H. J. Cole, (W S. Peters with him,) for the plaintiffs.


HOLMES, C. J. These are actions brought respectively by a woman for physical injuries and by her husband for loss of services by reason of the same injuries. It is not disputed that the woman was hurt in consequence of a blast of dynamite, exploded without warning near the house where she was sitting. It is admitted that she was using due care, and it is not argued that the defendant was not negligent in exploding the blast, if the consequences that followed can be attributed properly to the defendant as the responsible cause. The only ground of defence is that the accident was due solely to the internal operation of

Page 311

fright causing a fainting fit and a miscarriage, and that the case is within Spade v. Lynn & Boston Railroad, 168 Mass. 285, White v. Sander, 168 Mass. 296, and Smith v. Postal Telegraph Cable Co. 174 Mass. 576. The case is here on exceptions to a refusal to take the case from the jury, and to specific instructions with which we shall deal so far as they are pressed.
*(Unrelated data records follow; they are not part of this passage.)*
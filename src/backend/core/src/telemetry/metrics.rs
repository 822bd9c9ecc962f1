//! Metrics for the correlation engine.
//!
//! All recording goes through the `metrics` facade. The library installs no
//! recorder; without one every call is a no-op. Embedders that export metrics
//! install a recorder and call [`register_metric_descriptions`] once.

use metrics::{counter, describe_counter, describe_gauge, describe_histogram, gauge, histogram};
use std::time::Duration;

/// Register all metric descriptions.
pub fn register_metric_descriptions() {
    describe_counter!("correlator_events_total", "Events offered to a correlation stage");
    describe_counter!("correlator_groups_opened_total", "Event groups opened");
    describe_counter!("correlator_groups_completed_total", "Event groups drained on completion");
    describe_counter!("correlator_groups_expired_total", "Event groups claimed by an expiry sweep");
    describe_histogram!(
        "correlator_group_size",
        "Number of members in a drained event group"
    );
    describe_histogram!(
        "correlator_drain_duration_seconds",
        "Time spent merging or sorting a drained group"
    );
    describe_gauge!(
        "correlator_groups_in_flight",
        "Event groups currently collecting, summed over every correlator of a stage"
    );

    describe_counter!(
        "correlator_late_arrivals_total",
        "Events dropped because their group was already drained"
    );
    describe_counter!(
        "correlator_groups_unbounded_total",
        "Groups opened without a declared size under a size-based policy"
    );
    describe_counter!(
        "correlator_unsorted_drains_total",
        "Resequencer drains performed without a comparator"
    );

    describe_counter!("correlator_ids_accepted_total", "Unique ids accepted by the idempotent filter");
    describe_counter!(
        "correlator_duplicates_rejected_total",
        "Events rejected by the idempotent filter as already seen"
    );

    describe_counter!("correlator_errors_total", "Errors by code");
}

/// Metrics for one correlation stage (aggregator or resequencer).
pub struct CorrelationMetrics;

impl CorrelationMetrics {
    /// Record an event offered to a stage.
    pub fn event_received(stage: &'static str) {
        counter!("correlator_events_total", "stage" => stage).increment(1);
    }

    /// Record a newly opened group that is now collecting.
    pub fn group_opened(stage: &'static str) {
        counter!("correlator_groups_opened_total", "stage" => stage).increment(1);
        gauge!("correlator_groups_in_flight", "stage" => stage).increment(1.0);
    }

    /// Record a collecting group leaving the registry.
    pub fn group_closed(stage: &'static str) {
        gauge!("correlator_groups_in_flight", "stage" => stage).decrement(1.0);
    }

    /// Record a completed and drained group.
    pub fn group_completed(stage: &'static str, size: usize, drain_time: Duration) {
        counter!("correlator_groups_completed_total", "stage" => stage).increment(1);
        histogram!("correlator_group_size", "stage" => stage).record(size as f64);
        histogram!("correlator_drain_duration_seconds", "stage" => stage).record(drain_time.as_secs_f64());
    }

    /// Record a group claimed by an expiry sweep.
    pub fn group_expired(stage: &'static str, forwarded: bool) {
        let action = if forwarded { "forward" } else { "fail" };
        counter!("correlator_groups_expired_total", "stage" => stage, "action" => action).increment(1);
    }

    /// Record an event dropped for an already drained group.
    pub fn late_arrival(stage: &'static str) {
        counter!("correlator_late_arrivals_total", "stage" => stage).increment(1);
    }

    /// Record a group that a size-based policy can never complete.
    pub fn unbounded_group(stage: &'static str) {
        counter!("correlator_groups_unbounded_total", "stage" => stage).increment(1);
    }

    /// Record a resequencer drain without a comparator.
    pub fn unsorted_drain() {
        counter!("correlator_unsorted_drains_total").increment(1);
    }
}

/// Metrics for the idempotent admission filter.
pub struct AdmissionMetrics;

impl AdmissionMetrics {
    /// Record a newly accepted unique id.
    pub fn accepted(consumer: &str) {
        counter!("correlator_ids_accepted_total", "consumer" => consumer.to_string()).increment(1);
    }

    /// Record a rejected duplicate.
    pub fn duplicate(consumer: &str) {
        counter!("correlator_duplicates_rejected_total", "consumer" => consumer.to_string()).increment(1);
    }
}

#[cfg(test)]
mod tests {
    use super::*;

    #[test]
    fn test_recording_without_recorder_is_noop() {
        register_metric_descriptions();
        CorrelationMetrics::event_received("aggregator");
        CorrelationMetrics::group_completed("aggregator", 3, Duration::from_millis(2));
        CorrelationMetrics::group_opened("resequencer");
        CorrelationMetrics::group_closed("resequencer");
        AdmissionMetrics::duplicate("orders");
    }
}
//! Aggregate command.
//!
//! Collects correlated events from a file and emits one merged event per
//! completed group.

use anyhow::Result;
use clap::Args;
use correlator_core::prelude::*;
use serde::Serialize;
use serde_json::Value;
use std::sync::Arc;
use tabled::Tabled;

use super::{dedup_filter, print_report, read_events, render, run, InputArgs};
use crate::output::OutputFormat;

#[derive(Args)]
pub struct AggregateArgs {
    #[command(flatten)]
    input: InputArgs,

    /// Separator placed between member payloads
    #[arg(short, long, default_value = "")]
    separator: String,
}

#[derive(Debug, Serialize, Tabled)]
struct AggregateRow {
    #[tabled(rename = "Group")]
    group: String,
    #[tabled(rename = "Payload")]
    payload: String,
}

/// Strategy joining member payloads in arrival order.
pub fn concatenate(
    separator: String,
) -> impl Fn(&GroupSnapshot<Value>) -> std::result::Result<Event<Value>, BoxError> + Send + Sync {
    move |group: &GroupSnapshot<Value>| -> std::result::Result<Event<Value>, BoxError> {
        let joined = group.payloads().map(render).collect::<Vec<_>>().join(&separator);
        Ok(Event::merged(group.group_id(), Value::String(joined)))
    }
}

pub fn execute(args: AggregateArgs, config: &Config, format: OutputFormat) -> Result<()> {
    let events = read_events(&args.input.file)?;

    let correlator = Correlator::from_config(&config.correlation, ExpectedSize)?;
    let aggregator = Aggregator::new(correlator, concatenate(args.separator));

    let sink = Arc::new(MemorySink::<Value>::new());
    let mut pipeline = Pipeline::new(Stage::Aggregate(aggregator), sink.clone());
    if let Some(filter) = dedup_filter(args.input.dedup, config) {
        pipeline = pipeline.with_filter(filter);
    }

    let summary = run(&pipeline, events, args.input.threads);

    let rows: Vec<AggregateRow> = sink
        .take()
        .into_iter()
        .flatten()
        .map(|event| AggregateRow {
            group: event.correlation_id().unwrap_or(NO_CORRELATION_ID).to_string(),
            payload: render(event.payload()),
        })
        .collect();

    print_report(rows, summary, format)
}
//! Bounded memory of recently drained group ids.
//!
//! When enabled, members that arrive for a group that has already been
//! drained are dropped instead of opening a fresh group under the same id.

use parking_lot::Mutex;
use std::collections::{HashSet, VecDeque};

use crate::events::GroupId;

#[derive(Debug, Default)]
struct Recent {
    order: VecDeque<GroupId>,
    members: HashSet<GroupId>,
}

/// FIFO set of the last `capacity` drained group ids.
///
/// A capacity of zero disables the guard entirely.
#[derive(Debug)]
pub struct ProcessedGroups {
    capacity: usize,
    recent: Mutex<Recent>,
}

impl ProcessedGroups {
    pub fn new(capacity: usize) -> Self {
        Self {
            capacity,
            recent: Mutex::new(Recent::default()),
        }
    }

    pub fn is_enabled(&self) -> bool {
        self.capacity > 0
    }

    /// Record a drained group, evicting the oldest entry when full.
    pub fn record(&self, group_id: &GroupId) {
        if !self.is_enabled() {
            return;
        }
        let mut recent = self.recent.lock();
        if !recent.members.insert(group_id.clone()) {
            return;
        }
        recent.order.push_back(group_id.clone());
        while recent.order.len() > self.capacity {
            if let Some(evicted) = recent.order.pop_front() {
                recent.members.remove(&evicted);
            }
        }
    }

    /// Whether `group_id` was drained recently.
    pub fn contains(&self, group_id: &GroupId) -> bool {
        self.is_enabled() && self.recent.lock().members.contains(group_id)
    }

    pub fn len(&self) -> usize {
        self.recent.lock().order.len()
    }

    pub fn is_empty(&self) -> bool {
        self.len() == 0
    }
}
//! Concurrent map from correlation id to its event group.
//!
//! The registry keeps exactly one live `EventGroup` per group id. Every append
//! goes through a dashmap entry, so lookup-or-create plus append is a single
//! critical section per key, while different keys only share a shard lock.
//!
//! Removal is the claim: the caller whose remove succeeds is the only one
//! allowed to drain the group. Removed groups are sealed before they leave
//! the map and can never be appended to again.
//!
//! When a [`ProcessedGroups`] guard is passed in, it is checked before a
//! group opens and updated before a claimed group leaves the map, both under
//! the same entry lock, so a late member can never slip into a fresh group
//! between a drain and its record.

use dashmap::mapref::entry::Entry;
use dashmap::DashMap;
use std::sync::Arc;
use tracing::{debug, trace};

use super::group::EventGroup;
use super::policy::CompletionPolicy;
use super::processed::ProcessedGroups;
use crate::error::{CorrelationError, Result};
use crate::events::{Event, GroupId};

/// Outcome of offering an event to the registry with a completion policy.
#[derive(Debug)]
pub enum Admission<P> {
    /// The event was appended and the group is still collecting.
    Pending {
        group: Arc<EventGroup<P>>,
        /// Whether this event opened the group
        opened: bool,
    },
    /// The event completed the group, and this caller claimed it.
    Complete {
        group: Arc<EventGroup<P>>,
        /// Whether the group was visible in the map before completing
        published: bool,
    },
    /// The event was dropped: its group id was drained recently.
    LateArrival,
}

/// Registry of in-flight event groups.
#[derive(Debug)]
pub struct GroupRegistry<P> {
    groups: DashMap<GroupId, Arc<EventGroup<P>>>,
}

impl<P> Default for GroupRegistry<P> {
    fn default() -> Self {
        Self::new()
    }
}

impl<P> GroupRegistry<P> {
    /// Create an empty registry.
    pub fn new() -> Self {
        Self {
            groups: DashMap::new(),
        }
    }

    /// Create an empty registry with a fixed shard amount.
    ///
    /// `shard_amount` must be a power of two greater than one.
    pub fn with_shard_amount(shard_amount: usize) -> Result<Self> {
        if shard_amount < 2 || !shard_amount.is_power_of_two() {
            return Err(CorrelationError::configuration(format!(
                "shard amount must be a power of two greater than 1, got {}",
                shard_amount
            )));
        }
        Ok(Self {
            groups: DashMap::with_shard_amount(shard_amount),
        })
    }

    /// Append an event to its group, creating the group on first arrival.
    ///
    /// Completion is not evaluated here; callers that need the atomic
    /// append-check-claim step use [`GroupRegistry::add_and_claim`].
    pub fn add_event(&self, group_id: &GroupId, event: Event<P>) -> Result<Arc<EventGroup<P>>> {
        match self.groups.entry(group_id.clone()) {
            Entry::Occupied(entry) => {
                let group = Arc::clone(entry.get());
                check_sequence(group_id, &event, group.expected_size())?;
                group.add_event(event)?;
                Ok(group)
            }
            Entry::Vacant(entry) => {
                check_sequence(group_id, &event, event.correlation_group_size())?;
                let group = Arc::new(EventGroup::new(group_id.clone(), event.correlation_group_size()));
                group.add_event(event)?;
                entry.insert(Arc::clone(&group));
                debug!(group_id = %group_id, "Opened event group");
                Ok(group)
            }
        }
    }

    /// Append an event, evaluate `policy` on the post-append state and, when
    /// complete, remove and seal the group, all under the key's entry lock.
    ///
    /// At most one caller ever receives [`Admission::Complete`] for a given
    /// group instance. `policy` runs while the entry lock is held; see
    /// [`CompletionPolicy`] for what it must not do.
    pub fn add_and_claim(
        &self,
        group_id: &GroupId,
        event: Event<P>,
        policy: &dyn CompletionPolicy<P>,
    ) -> Result<Admission<P>> {
        self.add_and_claim_guarded(group_id, event, policy, None)
    }

    /// [`GroupRegistry::add_and_claim`] with a late-arrival guard.
    ///
    /// An event that would open a group whose id is in `processed` is
    /// dropped as [`Admission::LateArrival`]. A completed group's id is
    /// recorded in `processed` before the entry lock is released.
    pub fn add_and_claim_guarded(
        &self,
        group_id: &GroupId,
        event: Event<P>,
        policy: &dyn CompletionPolicy<P>,
        processed: Option<&ProcessedGroups>,
    ) -> Result<Admission<P>> {
        match self.groups.entry(group_id.clone()) {
            Entry::Occupied(entry) => {
                let group = Arc::clone(entry.get());
                check_sequence(group_id, &event, group.expected_size())?;
                let size = group.add_event(event)?;
                trace!(group_id = %group_id, size = size, expected = ?group.expected_size(), "Appended to event group");

                if policy.is_complete(&group) {
                    if let Some(processed) = processed {
                        processed.record(group_id);
                    }
                    group.seal();
                    entry.remove();
                    return Ok(Admission::Complete { group, published: true });
                }
                Ok(Admission::Pending { group, opened: false })
            }
            Entry::Vacant(entry) => {
                if processed.is_some_and(|processed| processed.contains(group_id)) {
                    return Ok(Admission::LateArrival);
                }
                check_sequence(group_id, &event, event.correlation_group_size())?;
                let group = Arc::new(EventGroup::new(group_id.clone(), event.correlation_group_size()));
                group.add_event(event)?;

                if policy.is_complete(&group) {
                    // Single-member group: never published.
                    if let Some(processed) = processed {
                        processed.record(group_id);
                    }
                    group.seal();
                    return Ok(Admission::Complete { group, published: false });
                }
                entry.insert(Arc::clone(&group));
                debug!(group_id = %group_id, expected = ?group.expected_size(), "Opened event group");
                Ok(Admission::Pending { group, opened: true })
            }
        }
    }

    /// Remove and seal the group for `group_id`.
    ///
    /// Returns `None` when the group was already removed; that caller must
    /// not drain.
    pub fn remove(&self, group_id: &GroupId) -> Option<Arc<EventGroup<P>>> {
        self.groups
            .remove_if(group_id, |_, group| {
                group.seal();
                true
            })
            .map(|(_, group)| group)
    }

    /// Remove `group` only if the registry still maps its id to this exact
    /// instance. Exactly one concurrent claimant succeeds; a group opened
    /// later under a reused id is left untouched.
    pub fn claim(&self, group: &Arc<EventGroup<P>>) -> bool {
        self.claim_guarded(group, None)
    }

    /// [`GroupRegistry::claim`] that records the claimed id in `processed`
    /// before the entry lock is released.
    pub fn claim_guarded(&self, group: &Arc<EventGroup<P>>, processed: Option<&ProcessedGroups>) -> bool {
        self.groups
            .remove_if(group.group_id(), |id, current| {
                if !Arc::ptr_eq(current, group) {
                    return false;
                }
                if let Some(processed) = processed {
                    processed.record(id);
                }
                current.seal();
                true
            })
            .is_some()
    }

    /// Current group for `group_id`, if any.
    pub fn get(&self, group_id: &GroupId) -> Option<Arc<EventGroup<P>>> {
        self.groups.get(group_id).map(|entry| Arc::clone(entry.value()))
    }

    pub fn contains(&self, group_id: &GroupId) -> bool {
        self.groups.contains_key(group_id)
    }

    /// Number of in-flight groups.
    pub fn len(&self) -> usize {
        self.groups.len()
    }

    pub fn is_empty(&self) -> bool {
        self.groups.is_empty()
    }

    /// Ids of all in-flight groups.
    pub fn group_ids(&self) -> Vec<GroupId> {
        self.groups.iter().map(|entry| entry.key().clone()).collect()
    }

    /// Handles to all in-flight groups.
    pub fn groups(&self) -> Vec<Arc<EventGroup<P>>> {
        self.groups.iter().map(|entry| Arc::clone(entry.value())).collect()
    }
}

/// Reject members whose sequence falls outside `1..=size`.
fn check_sequence<P>(group_id: &GroupId, event: &Event<P>, size: Option<usize>) -> Result<()> {
    match (event.correlation_sequence(), size) {
        (Some(sequence), Some(size)) if sequence == 0 || sequence as usize > size => Err(
            CorrelationError::sequence_out_of_range(group_id.as_str(), sequence, size),
        ),
        _ => Ok(()),
    }
}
Our knowledge of the precise way in which the accident happened depends on the testimony of the female plaintiff alone. She stated repeatedly that she was sitting in a rocking chair, when there was an explosion and a jar, and the next thing that she remembered she found herself on the floor. There is no question that the jury might have found that the fall to the floor was the cause of her subsequent illness. Indeed that is the most probable view. On the foregoing facts alone we are not quite prepared to say that the jury might not have found further, however little likely under the other testimony in the case, that she was thrown from her chair. If so, of course there is no question that the verdict was justified. Moreover this view is not excluded by the fact that on cross-examination the witness stated that she tried to rise, or started to get up, and fell. Very likely there might be cases where justice to the defendant would require the court to accept a correction made by a witness on cross-examination as modifying whatever might have been said on direct, but that is not a universal rule. Purple v. Greenfield, 138 Mass. 1, 7. Here the jury might have found that the original statement was as definite as the witness was capable of making it, the circumstances being such that accurate memory was not to be expected. If she was thrown from her chair, the jury were not called upon to discriminate between the effects of fright and the effects of the blow. Homans v. Boston Elevated Railway, 180 Mass. 456.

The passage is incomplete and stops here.